* [Data in this exercise]:
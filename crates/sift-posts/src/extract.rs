//! Raw post record → [`PostRecord`].
//!
//! Post records come from several schema generations, so every field is
//! probed under a list of aliases. Missing or oddly-typed fields fall back
//! to defaults instead of failing the record.

use std::collections::BTreeSet;
use std::sync::LazyLock;

use chrono::{DateTime, TimeZone, Utc};
use regex::Regex;
use serde_json::Value;
use sift_core::{PipelineConfig, PostAuthor, PostRecord, PostStats};

use crate::detect::is_multi_image;
use crate::hook::{extract_hook, DEFAULT_HOOK_LENGTH};

static HASHTAG_RE: LazyLock<Regex> =
    LazyLock::new(|| Regex::new(r"#(\w+)").expect("valid hashtag regex"));
static MENTION_RE: LazyLock<Regex> =
    LazyLock::new(|| Regex::new(r"@(\w+)").expect("valid mention regex"));
static IMAGE_URL_RE: LazyLock<Regex> = LazyLock::new(|| {
    Regex::new(r#"(?i)https?://[^\s"]+\.(?:jpg|jpeg|png|gif|webp)"#).expect("valid image url regex")
});

const ID_KEYS: &[&str] = &["id", "itemId", "video_id"];
const CAPTION_KEYS: &[&str] = &["desc", "description", "caption", "text", "title"];
const VIEW_KEYS: &[&str] = &["playCount", "play_count", "views", "video_play_count"];
const LIKE_KEYS: &[&str] = &["diggCount", "digg_count", "likes", "heart_count"];
const COMMENT_KEYS: &[&str] = &["commentCount", "comment_count", "comments"];
const SHARE_KEYS: &[&str] = &["shareCount", "share_count", "shares"];
const BOOKMARK_KEYS: &[&str] = &["collectCount", "collect_count", "bookmarks", "save_count"];
const STATS_CONTAINERS: &[&str] = &["stats", "statistics"];
const IMAGE_ENTRY_KEYS: &[&str] = &["url", "imageUrl", "imageURL"];
const VIDEO_ADDR_KEYS: &[&str] = &["downloadAddr", "download_addr", "playAddr", "play_addr", "url"];
const VIDEO_URL_KEYS: &[&str] = &["videoUrl", "video_url", "downloadUrl", "download_url"];
const COVER_KEYS: &[&str] = &["cover", "coverUrl", "cover_url", "thumbnail"];
const MUSIC_KEYS: &[&str] = &["playUrl", "play_url"];
const AUTHOR_KEYS: &[&str] = &["author", "creator", "user"];
const CREATED_KEYS: &[&str] = &["createTime", "create_time", "createdAt", "created_at", "timestamp"];

/// Knobs for post extraction.
#[derive(Debug, Clone, PartialEq, Eq)]
pub struct PostRules {
    pub indicators: Vec<String>,
    pub hook_max_length: usize,
}

impl PostRules {
    #[must_use]
    pub fn from_config(config: &PipelineConfig) -> Self {
        Self {
            indicators: config.slideshow_indicator_words.clone(),
            hook_max_length: config.hook_max_length,
        }
    }
}

impl Default for PostRules {
    fn default() -> Self {
        Self {
            indicators: PipelineConfig::default().slideshow_indicator_words,
            hook_max_length: DEFAULT_HOOK_LENGTH,
        }
    }
}

/// Build a [`PostRecord`] from a raw record. Returns `None` for non-objects.
#[must_use]
pub fn extract_post(record: &Value, rules: &PostRules) -> Option<PostRecord> {
    if !record.is_object() {
        return None;
    }

    let id = first_id(record, ID_KEYS);
    let caption = first_string(record, CAPTION_KEYS)
        .or_else(|| record.get("video").and_then(|v| first_string(v, CAPTION_KEYS)))
        .unwrap_or_default();
    let is_multi_image = is_multi_image(record, &rules.indicators);

    let media_urls = if is_multi_image {
        slideshow_images(record)
    } else {
        video_url(record).into_iter().collect()
    };

    let author = extract_author(record);
    let permalink = match (&id, &author.username) {
        (Some(id), Some(username)) => Some(format!("https://www.tiktok.com/@{username}/video/{id}")),
        _ => None,
    };

    Some(PostRecord {
        hook: extract_hook(&caption, rules.hook_max_length),
        hashtags: captures(&HASHTAG_RE, &caption),
        mentions: captures(&MENTION_RE, &caption),
        stats: extract_stats(record),
        media_urls,
        cover_url: first_string(record, COVER_KEYS)
            .or_else(|| record.get("video").and_then(|v| first_string(v, COVER_KEYS))),
        music_url: record.get("music").and_then(|m| first_string(m, MUSIC_KEYS)),
        created_at: extract_created_at(record),
        id,
        is_multi_image,
        caption,
        author,
        permalink,
    })
}

fn captures(re: &Regex, text: &str) -> BTreeSet<String> {
    re.captures_iter(text).map(|c| c[1].to_string()).collect()
}

/// First non-empty string under any of `keys`.
fn first_string(value: &Value, keys: &[&str]) -> Option<String> {
    keys.iter()
        .filter_map(|key| value.get(*key)?.as_str())
        .map(str::trim)
        .find(|s| !s.is_empty())
        .map(str::to_string)
}

/// Like [`first_string`], but numeric ids are rendered too.
fn first_id(value: &Value, keys: &[&str]) -> Option<String> {
    keys.iter().find_map(|key| match value.get(*key)? {
        Value::String(s) if !s.trim().is_empty() => Some(s.trim().to_string()),
        Value::Number(n) => Some(n.to_string()),
        _ => None,
    })
}

#[allow(clippy::cast_possible_truncation, clippy::cast_sign_loss)]
fn as_count(value: &Value) -> Option<u64> {
    match value {
        Value::Number(n) => n.as_u64().or_else(|| {
            n.as_f64()
                .filter(|f| f.is_finite() && *f >= 0.0)
                .map(|f| f.trunc() as u64)
        }),
        Value::String(s) => s.trim().parse::<u64>().ok(),
        _ => None,
    }
}

fn first_count(record: &Value, keys: &[&str]) -> u64 {
    let containers = std::iter::once(record)
        .chain(STATS_CONTAINERS.iter().filter_map(|c| record.get(*c)));
    containers
        .flat_map(|container| keys.iter().filter_map(move |key| container.get(*key)))
        .find_map(as_count)
        .unwrap_or(0)
}

fn extract_stats(record: &Value) -> PostStats {
    PostStats {
        views: first_count(record, VIEW_KEYS),
        likes: first_count(record, LIKE_KEYS),
        comments: first_count(record, COMMENT_KEYS),
        shares: first_count(record, SHARE_KEYS),
        bookmarks: first_count(record, BOOKMARK_KEYS),
    }
}

fn image_entry_url(entry: &Value) -> Option<String> {
    match entry {
        Value::String(s) if !s.trim().is_empty() => Some(s.trim().to_string()),
        Value::Object(_) => IMAGE_ENTRY_KEYS.iter().find_map(|key| match entry.get(*key)? {
            Value::String(s) if !s.trim().is_empty() => Some(s.trim().to_string()),
            Value::Object(nested) => nested
                .get("urlList")
                .and_then(Value::as_array)
                .and_then(|list| list.iter().find_map(Value::as_str))
                .map(str::to_string),
            _ => None,
        }),
        _ => None,
    }
}

fn slideshow_images(record: &Value) -> Vec<String> {
    let listed = record
        .get("images")
        .into_iter()
        .chain(record.get("imagePost").and_then(|p| p.get("images")))
        .filter_map(Value::as_array)
        .flatten()
        .filter_map(image_entry_url);

    let mut urls = dedup_in_order(listed);
    if urls.is_empty() {
        let serialized = serde_json::to_string(record).unwrap_or_default();
        urls = dedup_in_order(
            IMAGE_URL_RE
                .find_iter(&serialized)
                .map(|m| m.as_str().to_string()),
        );
    }
    urls
}

fn dedup_in_order(urls: impl Iterator<Item = String>) -> Vec<String> {
    let mut seen = BTreeSet::new();
    urls.filter(|url| seen.insert(url.clone())).collect()
}

fn video_url(record: &Value) -> Option<String> {
    record
        .get("video")
        .and_then(|video| first_string(video, VIDEO_ADDR_KEYS))
        .or_else(|| first_string(record, VIDEO_URL_KEYS))
}

fn extract_author(record: &Value) -> PostAuthor {
    let Some(author) = AUTHOR_KEYS
        .iter()
        .filter_map(|key| record.get(*key))
        .find(|v| v.is_object())
    else {
        return PostAuthor::default();
    };

    PostAuthor {
        username: first_string(author, &["uniqueId", "unique_id", "username"]),
        nickname: first_string(author, &["nickname", "nick_name"]),
        user_id: first_id(author, &["id", "uid", "user_id"]),
        avatar_url: first_string(author, &["avatarThumb", "avatar_thumb", "avatar"]),
        verified: author
            .get("verified")
            .and_then(Value::as_bool)
            .unwrap_or(false),
    }
}

fn extract_created_at(record: &Value) -> Option<DateTime<Utc>> {
    CREATED_KEYS
        .iter()
        .filter_map(|key| record.get(*key))
        .find_map(parse_timestamp)
}

#[allow(clippy::cast_possible_truncation)]
fn parse_timestamp(value: &Value) -> Option<DateTime<Utc>> {
    let from_secs = |secs: i64| Utc.timestamp_opt(secs, 0).single();
    match value {
        Value::Number(n) => n
            .as_i64()
            .or_else(|| n.as_f64().filter(|f| f.is_finite()).map(|f| f.trunc() as i64))
            .and_then(from_secs),
        Value::String(s) => {
            let s = s.trim();
            match s.parse::<i64>() {
                Ok(secs) => from_secs(secs),
                Err(_) => DateTime::parse_from_rfc3339(s)
                    .ok()
                    .map(|dt| dt.with_timezone(&Utc)),
            }
        }
        _ => None,
    }
}

#[cfg(test)]
#[path = "extract_test.rs"]
mod tests;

* [Exercise]:
Your task is to list each line of the records with the word "under".

* [Completed exercise]:
//! probed under a list of aliases. Missing or oddly-typed fields fall back
/// First non-empty string under any of `keys`.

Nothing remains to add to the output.